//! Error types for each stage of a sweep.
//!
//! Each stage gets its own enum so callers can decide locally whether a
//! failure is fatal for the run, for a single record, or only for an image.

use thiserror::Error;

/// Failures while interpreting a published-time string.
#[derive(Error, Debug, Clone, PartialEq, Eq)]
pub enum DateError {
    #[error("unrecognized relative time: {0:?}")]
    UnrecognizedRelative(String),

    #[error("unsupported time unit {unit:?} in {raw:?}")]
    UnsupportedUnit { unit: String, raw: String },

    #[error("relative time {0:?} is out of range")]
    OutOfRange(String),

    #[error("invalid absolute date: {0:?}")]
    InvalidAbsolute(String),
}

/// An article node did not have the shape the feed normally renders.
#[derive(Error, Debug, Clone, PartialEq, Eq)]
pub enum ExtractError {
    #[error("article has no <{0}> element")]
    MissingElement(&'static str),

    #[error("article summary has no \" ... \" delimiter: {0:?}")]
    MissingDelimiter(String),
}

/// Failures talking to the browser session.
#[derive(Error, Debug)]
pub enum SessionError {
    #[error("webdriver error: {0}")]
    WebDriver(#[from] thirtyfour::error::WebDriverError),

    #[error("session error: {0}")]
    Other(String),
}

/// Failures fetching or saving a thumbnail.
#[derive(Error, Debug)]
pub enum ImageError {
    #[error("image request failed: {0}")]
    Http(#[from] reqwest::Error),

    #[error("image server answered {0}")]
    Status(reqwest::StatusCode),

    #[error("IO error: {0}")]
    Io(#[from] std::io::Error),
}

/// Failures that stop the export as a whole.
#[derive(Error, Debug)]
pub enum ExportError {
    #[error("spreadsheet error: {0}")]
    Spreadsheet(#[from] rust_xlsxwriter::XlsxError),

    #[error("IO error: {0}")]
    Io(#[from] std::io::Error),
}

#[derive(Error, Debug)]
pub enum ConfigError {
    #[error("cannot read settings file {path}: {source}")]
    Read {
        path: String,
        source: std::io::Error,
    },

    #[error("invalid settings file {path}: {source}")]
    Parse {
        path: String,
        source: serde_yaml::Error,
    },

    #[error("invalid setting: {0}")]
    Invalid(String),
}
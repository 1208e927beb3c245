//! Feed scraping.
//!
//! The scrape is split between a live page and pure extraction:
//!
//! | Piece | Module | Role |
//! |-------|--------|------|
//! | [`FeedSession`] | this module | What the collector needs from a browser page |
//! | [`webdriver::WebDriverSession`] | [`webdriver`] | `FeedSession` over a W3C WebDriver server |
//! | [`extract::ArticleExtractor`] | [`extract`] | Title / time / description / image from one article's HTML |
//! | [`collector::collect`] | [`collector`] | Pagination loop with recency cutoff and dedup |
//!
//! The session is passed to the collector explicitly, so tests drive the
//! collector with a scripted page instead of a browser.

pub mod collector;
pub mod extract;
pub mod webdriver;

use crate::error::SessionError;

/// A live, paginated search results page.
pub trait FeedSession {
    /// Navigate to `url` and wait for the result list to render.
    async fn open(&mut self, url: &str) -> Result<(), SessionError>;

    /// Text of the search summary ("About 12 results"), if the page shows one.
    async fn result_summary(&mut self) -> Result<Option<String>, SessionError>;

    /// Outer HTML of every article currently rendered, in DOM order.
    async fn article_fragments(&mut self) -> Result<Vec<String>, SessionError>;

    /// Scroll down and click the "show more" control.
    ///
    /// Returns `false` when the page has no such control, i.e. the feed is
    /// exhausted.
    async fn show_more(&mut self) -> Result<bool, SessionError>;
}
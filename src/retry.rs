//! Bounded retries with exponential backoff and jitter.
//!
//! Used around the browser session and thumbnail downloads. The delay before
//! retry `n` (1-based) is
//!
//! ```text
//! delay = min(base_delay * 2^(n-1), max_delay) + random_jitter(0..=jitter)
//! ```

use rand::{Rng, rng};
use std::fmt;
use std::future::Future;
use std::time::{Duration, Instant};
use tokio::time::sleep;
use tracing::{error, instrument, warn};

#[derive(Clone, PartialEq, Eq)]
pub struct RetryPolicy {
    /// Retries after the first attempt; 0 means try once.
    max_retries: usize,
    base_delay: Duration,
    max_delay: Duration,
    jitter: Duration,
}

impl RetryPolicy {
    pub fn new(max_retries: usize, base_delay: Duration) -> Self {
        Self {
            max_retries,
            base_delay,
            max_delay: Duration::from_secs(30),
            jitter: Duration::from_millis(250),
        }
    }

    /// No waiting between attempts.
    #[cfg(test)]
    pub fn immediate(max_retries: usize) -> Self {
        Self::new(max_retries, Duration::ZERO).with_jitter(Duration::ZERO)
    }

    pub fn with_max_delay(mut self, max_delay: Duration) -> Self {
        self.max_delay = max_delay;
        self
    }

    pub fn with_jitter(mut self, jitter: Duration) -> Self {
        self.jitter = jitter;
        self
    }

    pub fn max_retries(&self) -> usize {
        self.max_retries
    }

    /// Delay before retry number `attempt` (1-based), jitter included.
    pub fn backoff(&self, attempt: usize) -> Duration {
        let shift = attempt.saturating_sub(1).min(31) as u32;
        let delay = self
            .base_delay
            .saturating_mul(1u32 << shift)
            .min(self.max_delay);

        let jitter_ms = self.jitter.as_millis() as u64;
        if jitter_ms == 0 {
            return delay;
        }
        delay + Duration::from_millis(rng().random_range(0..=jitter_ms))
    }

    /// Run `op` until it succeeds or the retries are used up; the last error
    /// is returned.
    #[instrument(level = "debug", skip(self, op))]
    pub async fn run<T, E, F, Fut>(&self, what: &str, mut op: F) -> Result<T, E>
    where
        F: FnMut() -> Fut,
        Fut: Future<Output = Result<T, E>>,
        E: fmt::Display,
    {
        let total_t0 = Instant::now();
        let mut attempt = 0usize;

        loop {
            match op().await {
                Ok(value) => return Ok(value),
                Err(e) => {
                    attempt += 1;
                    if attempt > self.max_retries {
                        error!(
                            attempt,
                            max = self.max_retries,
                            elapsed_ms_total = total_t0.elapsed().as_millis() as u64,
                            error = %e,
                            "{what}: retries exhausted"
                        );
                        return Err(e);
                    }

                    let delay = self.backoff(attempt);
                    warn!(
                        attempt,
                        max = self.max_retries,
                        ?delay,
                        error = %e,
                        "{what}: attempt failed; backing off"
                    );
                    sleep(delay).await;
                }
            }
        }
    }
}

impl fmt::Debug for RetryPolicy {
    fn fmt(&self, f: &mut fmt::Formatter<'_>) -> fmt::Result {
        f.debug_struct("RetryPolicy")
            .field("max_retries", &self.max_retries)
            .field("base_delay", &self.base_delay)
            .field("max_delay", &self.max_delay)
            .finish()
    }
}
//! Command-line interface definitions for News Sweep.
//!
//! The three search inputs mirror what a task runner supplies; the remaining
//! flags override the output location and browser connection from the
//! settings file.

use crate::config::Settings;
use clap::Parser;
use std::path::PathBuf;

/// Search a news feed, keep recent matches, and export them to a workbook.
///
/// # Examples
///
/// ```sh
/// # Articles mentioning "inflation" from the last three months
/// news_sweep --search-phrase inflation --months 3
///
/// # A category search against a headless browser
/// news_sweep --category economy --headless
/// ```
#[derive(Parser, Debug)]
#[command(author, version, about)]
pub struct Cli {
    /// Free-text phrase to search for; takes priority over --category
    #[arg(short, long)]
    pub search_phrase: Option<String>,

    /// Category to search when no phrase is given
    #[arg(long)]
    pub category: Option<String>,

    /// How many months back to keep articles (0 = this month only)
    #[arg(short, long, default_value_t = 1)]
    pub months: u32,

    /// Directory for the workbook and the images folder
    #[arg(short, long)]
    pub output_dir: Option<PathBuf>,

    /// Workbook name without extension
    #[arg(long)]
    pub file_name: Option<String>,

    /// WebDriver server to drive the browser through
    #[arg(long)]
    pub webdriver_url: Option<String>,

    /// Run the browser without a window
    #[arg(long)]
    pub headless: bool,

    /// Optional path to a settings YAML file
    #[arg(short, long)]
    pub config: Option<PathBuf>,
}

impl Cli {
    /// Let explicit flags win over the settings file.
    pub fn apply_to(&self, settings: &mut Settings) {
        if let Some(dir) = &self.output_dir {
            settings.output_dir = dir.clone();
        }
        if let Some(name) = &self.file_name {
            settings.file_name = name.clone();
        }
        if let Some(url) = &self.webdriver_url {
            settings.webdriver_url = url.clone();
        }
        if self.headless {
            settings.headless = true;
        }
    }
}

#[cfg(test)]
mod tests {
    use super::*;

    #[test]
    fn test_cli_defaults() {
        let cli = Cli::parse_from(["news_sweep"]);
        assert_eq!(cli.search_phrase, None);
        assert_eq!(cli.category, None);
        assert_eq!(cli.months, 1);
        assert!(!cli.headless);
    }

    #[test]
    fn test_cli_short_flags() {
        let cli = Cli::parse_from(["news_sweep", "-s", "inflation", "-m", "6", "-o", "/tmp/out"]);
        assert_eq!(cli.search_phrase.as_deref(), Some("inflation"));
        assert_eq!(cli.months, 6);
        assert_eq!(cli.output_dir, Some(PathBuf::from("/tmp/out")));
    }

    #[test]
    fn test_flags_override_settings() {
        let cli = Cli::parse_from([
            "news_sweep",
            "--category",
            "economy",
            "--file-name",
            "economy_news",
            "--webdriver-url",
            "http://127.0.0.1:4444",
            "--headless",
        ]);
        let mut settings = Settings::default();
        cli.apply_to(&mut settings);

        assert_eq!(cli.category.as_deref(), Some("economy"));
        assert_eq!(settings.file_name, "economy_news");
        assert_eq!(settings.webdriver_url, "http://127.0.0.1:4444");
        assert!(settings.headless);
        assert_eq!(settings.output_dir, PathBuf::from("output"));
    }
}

==

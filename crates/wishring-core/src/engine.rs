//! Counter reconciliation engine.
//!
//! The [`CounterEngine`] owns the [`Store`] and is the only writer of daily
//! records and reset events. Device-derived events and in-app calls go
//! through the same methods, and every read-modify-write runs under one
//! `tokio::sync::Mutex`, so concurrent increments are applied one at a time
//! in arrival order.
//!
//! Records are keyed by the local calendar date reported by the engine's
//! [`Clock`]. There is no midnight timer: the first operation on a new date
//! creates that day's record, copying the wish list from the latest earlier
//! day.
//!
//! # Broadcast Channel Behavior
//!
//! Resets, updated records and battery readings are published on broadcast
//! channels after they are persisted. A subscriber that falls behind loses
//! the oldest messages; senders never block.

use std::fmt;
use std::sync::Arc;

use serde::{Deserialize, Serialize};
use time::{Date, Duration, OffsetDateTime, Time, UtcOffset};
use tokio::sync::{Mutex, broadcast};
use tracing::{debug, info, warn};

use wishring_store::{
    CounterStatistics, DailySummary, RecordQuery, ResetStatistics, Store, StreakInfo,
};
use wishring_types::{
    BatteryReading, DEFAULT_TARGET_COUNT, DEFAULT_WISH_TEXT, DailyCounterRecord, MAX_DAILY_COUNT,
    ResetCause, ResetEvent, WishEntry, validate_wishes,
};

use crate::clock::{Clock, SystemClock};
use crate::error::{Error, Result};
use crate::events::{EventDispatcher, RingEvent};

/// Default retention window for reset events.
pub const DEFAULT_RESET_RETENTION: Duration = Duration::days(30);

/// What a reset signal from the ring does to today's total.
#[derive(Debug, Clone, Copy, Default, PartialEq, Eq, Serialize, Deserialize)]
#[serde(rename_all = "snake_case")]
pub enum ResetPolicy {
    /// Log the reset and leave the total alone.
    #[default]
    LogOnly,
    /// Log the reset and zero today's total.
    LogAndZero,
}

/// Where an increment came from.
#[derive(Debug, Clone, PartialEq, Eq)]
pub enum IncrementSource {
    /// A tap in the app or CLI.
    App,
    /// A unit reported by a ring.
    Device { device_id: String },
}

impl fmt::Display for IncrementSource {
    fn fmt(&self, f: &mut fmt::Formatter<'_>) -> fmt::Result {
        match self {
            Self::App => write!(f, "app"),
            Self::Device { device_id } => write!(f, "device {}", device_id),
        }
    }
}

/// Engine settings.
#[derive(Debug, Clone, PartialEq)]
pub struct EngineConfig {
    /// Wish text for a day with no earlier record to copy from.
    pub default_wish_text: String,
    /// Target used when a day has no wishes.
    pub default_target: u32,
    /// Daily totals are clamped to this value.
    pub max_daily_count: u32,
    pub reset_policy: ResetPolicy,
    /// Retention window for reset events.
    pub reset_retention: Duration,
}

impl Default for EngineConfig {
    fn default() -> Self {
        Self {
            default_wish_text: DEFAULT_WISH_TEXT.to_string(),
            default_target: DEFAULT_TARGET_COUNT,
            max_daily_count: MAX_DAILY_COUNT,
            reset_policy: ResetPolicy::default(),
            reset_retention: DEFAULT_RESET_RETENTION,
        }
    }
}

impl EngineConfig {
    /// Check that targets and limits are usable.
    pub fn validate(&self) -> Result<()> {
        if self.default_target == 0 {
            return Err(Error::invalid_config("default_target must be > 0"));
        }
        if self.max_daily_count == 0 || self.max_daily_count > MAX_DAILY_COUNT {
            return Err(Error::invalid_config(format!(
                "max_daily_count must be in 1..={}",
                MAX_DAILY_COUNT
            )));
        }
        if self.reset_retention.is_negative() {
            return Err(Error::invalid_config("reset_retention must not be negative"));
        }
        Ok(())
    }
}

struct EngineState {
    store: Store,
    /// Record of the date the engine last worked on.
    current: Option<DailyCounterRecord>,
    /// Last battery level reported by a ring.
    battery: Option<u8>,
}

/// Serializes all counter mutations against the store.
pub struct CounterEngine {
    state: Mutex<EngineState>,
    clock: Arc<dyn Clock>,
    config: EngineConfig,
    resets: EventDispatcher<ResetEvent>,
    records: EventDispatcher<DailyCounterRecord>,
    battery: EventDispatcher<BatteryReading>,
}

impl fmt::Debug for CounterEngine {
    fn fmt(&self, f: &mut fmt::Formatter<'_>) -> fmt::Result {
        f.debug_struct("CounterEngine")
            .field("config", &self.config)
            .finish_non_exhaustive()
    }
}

_Problem statement_
Where the string "IncrementSource" shows up in the listing above, copy the line that holds it.

_Solution to the problem_
pub enum IncrementSource {
impl fmt::Display for IncrementSource {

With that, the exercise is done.